Favorite saying: Bob’s your uncle (Brit for: there you have it)
Some favorite words: Whirligig, caboodle, spiffy, fizzy
Words you’re scared of: Revenues, spreadsheets, execute, in perpetuity, cross-check
Favorite places: Nantucket, Cornwall, France, by a wood fire, snowy woods
Some favorite things: My nieces and nephews, sample sales, running, snow-shoeing, movies
Where do you find your ideas? I don’t. They find me. I just try to be someone "on whom nothing is lost." (Henry James)
Biggest challenge: To . . . "Sail away from the safe harbor. Explore. Dream. Discover." (Mark Twain)
Greatest joy: Ditto
Goal: "To live all I can." (Henry James)
Good quote: "Be kind for everyone you know is fighting a great battle." (Philo–not a pastry–of Alexandria)
Best advice: When in doubt, if all else fails, put on the kettle and make a nice cup of tea
Praise

Praise

Publishers Weekly, June 27, 2011:
"Heap's acrylic, paint, and crayon illustrations are as energetic and quirky as the Boss herself, whose charmingly askew perspective includes some genuine advice--and remains as funny as ever."

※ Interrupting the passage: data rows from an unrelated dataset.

use std::sync::Arc;
use std::sync::atomic::{AtomicBool, Ordering};
use std::time::Duration;

use picfly_config::selector::SelectorConfig;
use tokio_util::sync::CancellationToken;

use crate::CaptureError;
use crate::backdrop::{CapturedRegion, ScreenCapturer};
use crate::overlay::{OverlayFrames, OverlaySurface};
use crate::session::{SelectionOutcome, SelectionSession, Step};

/// Interactive drag-to-select over a frozen snapshot of the desktop.
pub struct RegionSelector {
    capturer: Arc<dyn ScreenCapturer>,
    overlay: Arc<dyn OverlaySurface>,
    config: SelectorConfig,
    busy: AtomicBool,
}

struct BusyGuard<'a>(&'a AtomicBool);

impl<'a> BusyGuard<'a> {
    fn acquire(flag: &'a AtomicBool) -> Result<Self, CaptureError> {
        flag.compare_exchange(false, true, Ordering::AcqRel, Ordering::Acquire)
            .map_err(|_| CaptureError::Busy)?;
        Ok(Self(flag))
    }
}

impl Drop for BusyGuard<'_> {
    fn drop(&mut self) {
        self.0.store(false, Ordering::Release);
    }
}

impl RegionSelector {
    pub fn new(
        capturer: Arc<dyn ScreenCapturer>,
        overlay: Arc<dyn OverlaySurface>,
        config: SelectorConfig,
    ) -> Self {
        Self {
            capturer,
            overlay,
            config,
            busy: AtomicBool::new(false),
        }
    }

    /// True from the moment a `select` starts until its overlay is gone.
    pub fn is_active(&self) -> bool {
        self.busy.load(Ordering::Acquire)
    }

    /// Run one selection to completion. Blocks the calling thread.
    ///
    /// `Ok(None)` means the user (or `cancel`) aborted. The overlay and backdrop are released
    /// before this returns, whatever the outcome.
    pub fn select(
        &self,
        cancel: &CancellationToken,
    ) -> Result<Option<CapturedRegion>, CaptureError> {
        let _busy = BusyGuard::acquire(&self.busy)?;
        if cancel.is_cancelled() {
            return Ok(None);
        }

        let backdrop = self.capturer.capture_backdrop()?;
        let bounds = backdrop.bounds();
        tracing::debug!(?bounds, "backdrop captured");

        let frames = OverlayFrames::prepare(&backdrop, self.config.dim_alpha);
        let mut overlay = self.overlay.open(bounds, frames)?;

        let mut session = SelectionSession::new(backdrop.extent(), self.config.min_extent);
        session.activate();
        let poll = Duration::from_millis(self.config.poll_interval_ms.max(1));

        let outcome = loop {
            if cancel.is_cancelled() {
                session.cancel();
                break SelectionOutcome::Cancelled;
            }

            let Some(event) = overlay.next_event(poll) else {
                continue;
            };
            match session.handle(event) {
                Step::Ignored => {}
                Step::Redraw { selection, damage } => overlay.render(Some(selection), damage),
                Step::Finished(outcome) => break outcome,
            }
        };

        drop(overlay);
        session.reset();

        match outcome {
            SelectionOutcome::Selected(rect) => {
                let region = backdrop.crop(rect);
                if let Some(region) = &region {
                    tracing::info!(rect = ?region.rect, "region selected");
                }
                Ok(region)
            }
            SelectionOutcome::Cancelled => {
                tracing::info!("selection cancelled");
                Ok(None)
            }
        }
    }
}

#[cfg(test)]
mod tests {
    use std::collections::VecDeque;
    use std::sync::Mutex;
    use std::sync::atomic::AtomicUsize;
    use std::thread;

    use image::Rgba;
    use picfly_types::{OverlayEvent, Point, ScreenBounds, SelectionRect};

    use super::*;
    use crate::backdrop::Backdrop;
    use crate::overlay::OverlaySession;
    use crate::testing::coordinate_image;

    struct FakeCapturer {
        calls: AtomicUsize,
        fail: bool,
    }

    impl FakeCapturer {
        fn new() -> Arc<Self> {
            Arc::new(Self {
                calls: AtomicUsize::new(0),
                fail: false,
            })
        }

        fn failing() -> Arc<Self> {
            Arc::new(Self {
                calls: AtomicUsize::new(0),
                fail: true,
            })
        }
    }

    impl ScreenCapturer for FakeCapturer {
        fn capture_backdrop(&self) -> Result<Backdrop, CaptureError> {
            self.calls.fetch_add(1, Ordering::SeqCst);
            if self.fail {
                return Err(CaptureError::Backdrop("display went away".into()));
            }
            Ok(Backdrop::new(coordinate_image(400, 300), Point::new(0, 0)))
        }
    }

    /// Replays scripted events; once the script runs dry it idles like a user who walked away.
    #[derive(Default)]
    struct FakeOverlay {
        script: Mutex<VecDeque<OverlayEvent>>,
        opened: AtomicUsize,
        closed: Arc<AtomicUsize>,
        renders: Arc<Mutex<Vec<(Option<SelectionRect>, SelectionRect)>>>,
        bounds: Mutex<Option<ScreenBounds>>,
    }

    impl FakeOverlay {
        fn scripted(events: Vec<OverlayEvent>) -> Arc<Self> {
            Arc::new(Self {
                script: Mutex::new(events.into()),
                ..Default::default()
            })
        }
    }

    struct FakeSession {
        events: VecDeque<OverlayEvent>,
        closed: Arc<AtomicUsize>,
        renders: Arc<Mutex<Vec<(Option<SelectionRect>, SelectionRect)>>>,
    }

    impl OverlaySurface for FakeOverlay {
        fn open(
            &self,
            bounds: ScreenBounds,
            _frames: OverlayFrames,
        ) -> Result<Box<dyn OverlaySession>, CaptureError> {
            self.opened.fetch_add(1, Ordering::SeqCst);
            *self.bounds.lock().unwrap() = Some(bounds);
            Ok(Box::new(FakeSession {
                events: std::mem::take(&mut *self.script.lock().unwrap()),
                closed: self.closed.clone(),
                renders: self.renders.clone(),
            }))
        }
    }

    impl OverlaySession for FakeSession {
        fn next_event(&mut self, timeout: Duration) -> Option<OverlayEvent> {
            let event = self.events.pop_front();
            if event.is_none() {
                thread::sleep(timeout);
            }
            event
        }

        fn render(&mut self, selection: Option<SelectionRect>, damage: SelectionRect) {
            self.renders.lock().unwrap().push((selection, damage));
        }
    }

    impl Drop for FakeSession {
        fn drop(&mut self) {
            self.closed.fetch_add(1, Ordering::SeqCst);
        }
    }

    fn selector(capturer: Arc<FakeCapturer>, overlay: Arc<FakeOverlay>) -> RegionSelector {
        RegionSelector::new(capturer, overlay, SelectorConfig::default())
    }

    fn down(x: i32, y: i32) -> OverlayEvent {
        OverlayEvent::PointerDown(Point::new(x, y))
    }

    fn mv(x: i32, y: i32) -> OverlayEvent {
        OverlayEvent::PointerMove(Point::new(x, y))
    }

    fn up(x: i32, y: i32) -> OverlayEvent {
        OverlayEvent::PointerUp(Point::new(x, y))
    }

    #[test]
    fn drag_produces_cropped_region() {
        let overlay = FakeOverlay::scripted(vec![down(100, 100), mv(200, 80), up(300, 50)]);
        let s = selector(FakeCapturer::new(), overlay.clone());

        let region = s.select(&CancellationToken::new()).unwrap().unwrap();
        assert_eq!(
            region.rect,
            SelectionRect {
                x0: 100,
                y0: 50,
                x1: 300,
                y1: 100
            }
        );
        assert_eq!(region.image.dimensions(), (200, 50));
        assert_eq!(region.image.get_pixel(0, 0), &Rgba([100, 50, 0, 255]));

        assert_eq!(overlay.closed.load(Ordering::SeqCst), 1);
        assert_eq!(overlay.renders.lock().unwrap().len(), 2);
        assert_eq!(
            *overlay.bounds.lock().unwrap(),
            Some(ScreenBounds {
                x: 0,
                y: 0,
                width: 400,
                height: 300
            })
        );
        assert!(!s.is_active());
    }

    #[test]
    fn zero_area_drag_is_a_cancel() {
        let overlay = FakeOverlay::scripted(vec![down(50, 50), up(50, 50)]);
        let s = selector(FakeCapturer::new(), overlay.clone());

        assert!(s.select(&CancellationToken::new()).unwrap().is_none());
        assert_eq!(overlay.closed.load(Ordering::SeqCst), 1);
    }

    #[test]
    fn escape_cancels_while_active_and_dragging() {
        for script in [
            vec![OverlayEvent::Cancel],
            vec![down(10, 10), mv(90, 90), OverlayEvent::Cancel],
        ] {
            let overlay = FakeOverlay::scripted(script);
            let s = selector(FakeCapturer::new(), overlay.clone());
            assert!(s.select(&CancellationToken::new()).unwrap().is_none());
            assert_eq!(overlay.closed.load(Ordering::SeqCst), 1);
        }
    }

    #[test]
    fn token_cancels_an_idle_overlay() {
        let overlay = FakeOverlay::scripted(vec![down(10, 10), mv(90, 90)]);
        let s = Arc::new(selector(FakeCapturer::new(), overlay.clone()));
        let token = CancellationToken::new();

        let worker = {
            let s = s.clone();
            let token = token.clone();
            thread::spawn(move || s.select(&token))
        };

        while overlay.renders.lock().unwrap().len() < 2 {
            thread::sleep(Duration::from_millis(1));
        }
        token.cancel();

        assert!(worker.join().unwrap().unwrap().is_none());
        assert_eq!(overlay.closed.load(Ordering::SeqCst), 1);
        assert!(!s.is_active());
    }

    #[test]
    fn already_cancelled_token_touches_nothing() {
        let capturer = FakeCapturer::new();
        let overlay = FakeOverlay::scripted(vec![]);
        let s = selector(capturer.clone(), overlay.clone());
        let token = CancellationToken::new();
        token.cancel();

        assert!(s.select(&token).unwrap().is_none());
        assert_eq!(capturer.calls.load(Ordering::SeqCst), 0);
        assert_eq!(overlay.opened.load(Ordering::SeqCst), 0);
    }

    #[test]
    fn capture_failure_opens_no_overlay() {
        let overlay = FakeOverlay::scripted(vec![]);
        let s = selector(FakeCapturer::failing(), overlay.clone());

        let result = s.select(&CancellationToken::new());
        assert!(matches!(result, Err(CaptureError::Backdrop(_))));
        assert_eq!(overlay.opened.load(Ordering::SeqCst), 0);
        assert!(!s.is_active());
    }

    #[test]
    fn nested_select_is_busy() {
        let capturer = FakeCapturer::new();
        let overlay = FakeOverlay::scripted(vec![]);
        let s = Arc::new(selector(capturer.clone(), overlay.clone()));
        let token = CancellationToken::new();

        let worker = {
            let s = s.clone();
            let token = token.clone();
            thread::spawn(move || s.select(&token))
        };

        while overlay.opened.load(Ordering::SeqCst) == 0 {
            thread::sleep(Duration::from_millis(1));
        }
        assert!(s.is_active());
        assert!(matches!(
            s.select(&CancellationToken::new()),
            Err(CaptureError::Busy)
        ));
        assert_eq!(capturer.calls.load(Ordering::SeqCst), 1);
        assert_eq!(overlay.opened.load(Ordering::SeqCst), 1);

        token.cancel();
        assert!(worker.join().unwrap().unwrap().is_none());
        assert!(!s.is_active());
    }

    #[test]
    fn selection_is_clamped_to_the_backdrop() {
        let overlay = FakeOverlay::scripted(vec![down(350, 250), up(900, 900)]);
        let s = selector(FakeCapturer::new(), overlay);

        let region = s.select(&CancellationToken::new()).unwrap().unwrap();
        assert_eq!(region.rect, SelectionRect::from_origin_size(350, 250, 50, 50));
        assert_eq!(region.image.dimensions(), (50, 50));
    }

    #[test]
    fn selector_can_be_reused() {
        let overlay = FakeOverlay::scripted(vec![OverlayEvent::Cancel]);
        let s = selector(FakeCapturer::new(), overlay.clone());
        assert!(s.select(&CancellationToken::new()).unwrap().is_none());

        *overlay.script.lock().unwrap() = vec![down(0, 0), up(10, 10)].into();
        assert!(s.select(&CancellationToken::new()).unwrap().is_some());
        assert_eq!(overlay.opened.load(Ordering::SeqCst), 2);
    }
}
use std::time::Duration;

use picfly_types::{OverlayEvent, ScreenBounds, SelectionRect};

use crate::CaptureError;
use crate::backdrop::Backdrop;

#[derive(Debug, Clone, Copy, PartialEq, Eq)]
pub struct Rgb(pub u8, pub u8, pub u8);

/// One-pixel frames drawn around the live selection, outermost first, as
/// `(distance outside the selection edge, colour)`. Distance 0 lies on the selection's own
/// outer row and column.
pub const BORDER_LAYERS: [(i32, Rgb); 4] = [
    (3, Rgb(0x5b, 0xb0, 0xff)),
    (2, Rgb(0x5b, 0xb0, 0xff)),
    (1, Rgb(0x2f, 0x80, 0xed)),
    (0, Rgb(0x02, 0xe1, 0x6e)),
];

/// How far a redraw has to reach past the selection to cover its border.
pub const DAMAGE_MARGIN: i32 = 4;

/// Pre-rendered pixels for the overlay, top-down BGRA rows.
///
/// `bright` is the untouched backdrop shown inside the selection, `dimmed` the darkened copy
/// shown everywhere else. Both are built once per session so a redraw is only row copies.
pub struct OverlayFrames {
    width: u32,
    height: u32,
    bright: Vec<u8>,
    dimmed: Vec<u8>,
}

/// A composed rectangle of overlay pixels, ready to blit.
#[derive(Debug, Clone, PartialEq, Eq)]
pub struct Patch {
    pub rect: SelectionRect,
    /// Top-down BGRA, `rect.width() * 4` bytes per row
    pub pixels: Vec<u8>,
}

impl OverlayFrames {
    pub fn prepare(backdrop: &Backdrop, dim_alpha: u8) -> Self {
        let image = backdrop.image();
        let keep = 255 - u32::from(dim_alpha);
        let len = image.as_raw().len();

        let mut bright = Vec::with_capacity(len);
        let mut dimmed = Vec::with_capacity(len);
        for px in image.as_raw().chunks_exact(4) {
            let (r, g, b) = (px[0], px[1], px[2]);
            bright.extend_from_slice(&[b, g, r, 255]);
            dimmed.extend_from_slice(&[darken(b, keep), darken(g, keep), darken(r, keep), 255]);
        }

        Self {
            width: image.width(),
            height: image.height(),
            bright,
            dimmed,
        }
    }

    pub fn extent(&self) -> SelectionRect {
        SelectionRect::from_origin_size(0, 0, self.width, self.height)
    }

    /// Compose `area` for the given selection state. `None` when `area` misses the overlay.
    pub fn compose(&self, selection: Option<SelectionRect>, area: SelectionRect) -> Option<Patch> {
        let area = area.intersect(&self.extent())?;
        let row_bytes = area.width() as usize * 4;
        let mut pixels = Vec::with_capacity(row_bytes * area.height() as usize);

        for y in area.y0..area.y1 {
            let start = pixels.len();
            pixels.extend_from_slice(self.row(&self.dimmed, y, area.x0, area.x1));

            if let Some(sel) = selection
                && y >= sel.y0
                && y < sel.y1
            {
                let x0 = sel.x0.max(area.x0);
                let x1 = sel.x1.min(area.x1);
                if x0 < x1 {
                    let at = start + (x0 - area.x0) as usize * 4;
                    pixels[at..at + (x1 - x0) as usize * 4]
                        .copy_from_slice(self.row(&self.bright, y, x0, x1));
                }
            }

            if let Some(sel) = selection {
                let row = &mut pixels[start..start + row_bytes];
                paint_border_row(row, area, y, sel);
            }
        }

        Some(Patch { rect: area, pixels })
    }

    /// Every pixel dimmed, what the overlay shows before the first button-down.
    pub fn initial(&self) -> &[u8] {
        &self.dimmed
    }

    fn row<'a>(&self, frame: &'a [u8], y: i32, x0: i32, x1: i32) -> &'a [u8] {
        let base = (y as usize * self.width as usize + x0 as usize) * 4;
        &frame[base..base + (x1 - x0) as usize * 4]
    }
}

fn darken(channel: u8, keep: u32) -> u8 {
    (u32::from(channel) * keep / 255) as u8
}

fn paint_border_row(row: &mut [u8], area: SelectionRect, y: i32, selection: SelectionRect) {
    for (distance, Rgb(r, g, b)) in BORDER_LAYERS {
        let frame = selection.inflate(distance);
        if frame.is_empty() || y < frame.y0 || y >= frame.y1 {
            continue;
        }

        let mut put = |x: i32| {
            if x >= area.x0 && x < area.x1 {
                let at = (x - area.x0) as usize * 4;
                row[at..at + 4].copy_from_slice(&[b, g, r, 255]);
            }
        };

        if y == frame.y0 || y == frame.y1 - 1 {
            for x in frame.x0.max(area.x0)..frame.x1.min(area.x1) {
                put(x);
            }
        } else {
            put(frame.x0);
            put(frame.x1 - 1);
        }
    }
}

/// Full-screen surface the selector draws on.
pub trait OverlaySurface: Send + Sync {
    /// Show `frames` over the whole virtual screen at `bounds`.
    ///
    /// Called on the thread that will drive the returned session.
    fn open(
        &self,
        bounds: ScreenBounds,
        frames: OverlayFrames,
    ) -> Result<Box<dyn OverlaySession>, CaptureError>;
}

/// An open overlay. Dropping it tears the surface down.
pub trait OverlaySession {
    /// Wait up to `timeout` for the next pointer or keyboard event.
    fn next_event(&mut self, timeout: Duration) -> Option<OverlayEvent>;

    /// Repaint `damage` with `selection` as the live rectangle.
    fn render(&mut self, selection: Option<SelectionRect>, damage: SelectionRect);
}

#[cfg(test)]
mod tests {
    use image::{Rgba, RgbaImage};
    use picfly_types::Point;

    use super::*;

    fn frames(width: u32, height: u32, dim_alpha: u8) -> OverlayFrames {
        let image = RgbaImage::from_pixel(width, height, Rgba([200, 100, 50, 255]));
        OverlayFrames::prepare(&Backdrop::new(image, Point::new(0, 0)), dim_alpha)
    }

    fn pixel(patch: &Patch, x: i32, y: i32) -> [u8; 4] {
        let w = patch.rect.width() as usize;
        let at = ((y - patch.rect.y0) as usize * w + (x - patch.rect.x0) as usize) * 4;
        [
            patch.pixels[at],
            patch.pixels[at + 1],
            patch.pixels[at + 2],
            patch.pixels[at + 3],
        ]
    }

    const BRIGHT: [u8; 4] = [50, 100, 200, 255];

    #[test]
    fn frames_are_bgra_and_dimmed() {
        let f = frames(4, 4, 128);
        assert_eq!(&f.bright[..4], &BRIGHT);
        assert_eq!(&f.initial()[..4], &[24, 49, 99, 255]);
    }

    #[test]
    fn zero_alpha_leaves_backdrop_untouched() {
        let f = frames(2, 2, 0);
        assert_eq!(f.initial(), f.bright.as_slice());
    }

    #[test]
    fn no_selection_is_all_dimmed() {
        let f = frames(10, 10, 77);
        let patch = f.compose(None, f.extent()).unwrap();
        assert_eq!(patch.pixels, f.initial());
    }

    #[test]
    fn selection_interior_is_bright_and_edges_are_coloured() {
        let f = frames(40, 40, 77);
        let sel = SelectionRect {
            x0: 10,
            y0: 10,
            x1: 30,
            y1: 30,
        };
        let patch = f.compose(Some(sel), f.extent()).unwrap();

        assert_eq!(pixel(&patch, 20, 20), BRIGHT);
        assert_eq!(pixel(&patch, 10, 20), [0x6e, 0xe1, 0x02, 255]);
        assert_eq!(pixel(&patch, 9, 20), [0xed, 0x80, 0x2f, 255]);
        assert_eq!(pixel(&patch, 8, 20), [0xff, 0xb0, 0x5b, 255]);
        assert_eq!(pixel(&patch, 7, 20), [0xff, 0xb0, 0x5b, 255]);
        assert_eq!(&pixel(&patch, 6, 20), &f.initial()[..4]);
        assert_eq!(pixel(&patch, 20, 32), [0xff, 0xb0, 0x5b, 255]);
    }

    #[test]
    fn compose_only_covers_requested_area() {
        let f = frames(100, 100, 77);
        let sel = SelectionRect::from_origin_size(20, 20, 30, 30);
        let damage = sel.inflate(DAMAGE_MARGIN);
        let patch = f.compose(Some(sel), damage).unwrap();

        assert_eq!(patch.rect, damage);
        assert_eq!(
            patch.pixels.len(),
            (damage.width() * damage.height() * 4) as usize
        );
        // Outermost damage ring lies beyond the glow
        assert_eq!(&pixel(&patch, damage.x0, damage.y0), &f.initial()[..4]);
    }

    #[test]
    fn compose_clips_to_the_overlay() {
        let f = frames(20, 20, 77);
        let sel = SelectionRect::from_origin_size(0, 0, 5, 5);
        let patch = f.compose(Some(sel), sel.inflate(DAMAGE_MARGIN)).unwrap();
        assert_eq!(patch.rect, SelectionRect::from_origin_size(0, 0, 9, 9));
        assert!(f.compose(None, SelectionRect::from_origin_size(50, 50, 5, 5)).is_none());
    }

    #[test]
    fn empty_selection_still_shows_a_marker() {
        let f = frames(20, 20, 77);
        let sel = SelectionRect::from_origin_size(10, 10, 0, 0);
        let patch = f.compose(Some(sel), f.extent()).unwrap();
        assert_eq!(pixel(&patch, 9, 10), [0xed, 0x80, 0x2f, 255]);
    }
}
//! Interactive check of the region selector: cargo run -p picfly-capture --bin pick_region

#[cfg(windows)]
fn main() -> anyhow::Result<()> {
    use std::sync::Arc;
    use std::time::Instant;

    use anyhow::Context;
    use picfly_capture::{RegionSelector, WinOverlay, XcapCapturer, enable_dpi_awareness};
    use picfly_config::selector::SelectorConfig;
    use tokio_util::sync::CancellationToken;

    enable_dpi_awareness();
    let selector = RegionSelector::new(
        Arc::new(XcapCapturer),
        Arc::new(WinOverlay),
        SelectorConfig::default(),
    );

    println!("Drag a rectangle, Esc or right-click to cancel");
    let start = Instant::now();
    let Some(region) = selector.select(&CancellationToken::new())? else {
        println!("Cancelled after {:?}", start.elapsed());
        return Ok(());
    };

    let png = region.to_png()?;
    std::fs::write("pick_region.png", &png).context("Failed to write pick_region.png")?;
    println!(
        "{}x{} at ({}, {}), {} bytes in {:?}, saved to pick_region.png",
        region.rect.width(),
        region.rect.height(),
        region.rect.x0,
        region.rect.y0,
        png.len(),
        start.elapsed()
    );
    Ok(())
}

#[cfg(not(windows))]
fn main() {
    eprintln!("pick_region needs a Windows desktop");
}
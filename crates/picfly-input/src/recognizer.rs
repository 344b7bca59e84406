use std::collections::HashSet;
use std::time::Instant;

use picfly_types::{Combination, Command, Key, KeyAction, KeyEvent};

/// Turns a raw key stream into discrete commands.
///
/// A command fires only on the released -> pressed transition of a registered trigger
/// while that combination's base key is held. Key-repeat, key-ups and unrelated keys never
/// fire. The recognizer only observes; it never decides what happens to the key itself.
pub struct HotkeyRecognizer {
    combos: Vec<Combination>,
    pressed: HashSet<Key>,
    last_event_at: Option<Instant>,
}

impl HotkeyRecognizer {
    pub fn new(combos: impl IntoIterator<Item = Combination>) -> Self {
        Self {
            combos: combos.into_iter().collect(),
            pressed: HashSet::new(),
            last_event_at: None,
        }
    }

    /// Register another combination. Later registrations win over earlier ones
    /// sharing the same base and trigger.
    pub fn register(&mut self, combo: Combination) {
        self.combos.push(combo);
    }

    pub fn feed(&mut self, event: KeyEvent) -> Option<Command> {
        match self.last_event_at {
            Some(last) if event.at < last => {
                tracing::debug!(key = %event.key, "key event timestamp went backwards");
            }
            _ => self.last_event_at = Some(event.at),
        }

        match event.action {
            KeyAction::Up => {
                // Also covers ups we never saw go down
                self.pressed.remove(&event.key);
                None
            }
            KeyAction::Down => {
                if !self.pressed.insert(event.key) {
                    // OS key-repeat
                    return None;
                }
                self.combos
                    .iter()
                    .rev()
                    .find(|c| c.trigger == event.key && self.pressed.contains(&c.base))
                    .map(|c| c.command)
            }
        }
    }

    pub fn is_pressed(&self, key: Key) -> bool {
        self.pressed.contains(&key)
    }

    /// Forget every pressed key.
    pub fn reset(&mut self) {
        if !self.pressed.is_empty() {
            tracing::debug!(held = self.pressed.len(), "resetting key state");
        }
        self.pressed.clear();
    }
}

School Library Journal, August 2011:
"The illustrations are perfectly rendered in childlike acrylic paint and crayons and show the fun details of imaginative play on a rainy day. Fans of the previous titles will not be disappointed."

Zero to Eight (blog):
"The fun is in the details, and you're going to want to read this one carefully for full effect! The book is creative, imaginative, silly, and delightful...I'm happy to recommend."

MitchellRepublic.com:
"Packed with fun"

Home With The Boys (blog):
"I can’t remember the last time our family laughed so hard reading a book."

Spot to Read (blog):
"This is another great fun to read and see book in the authors' series of "How To" guides. A must for any want-a-be boss or lemonade stand owner. The pictures are bright and detailed and it is full of silliness making this book stand out as a favorite!"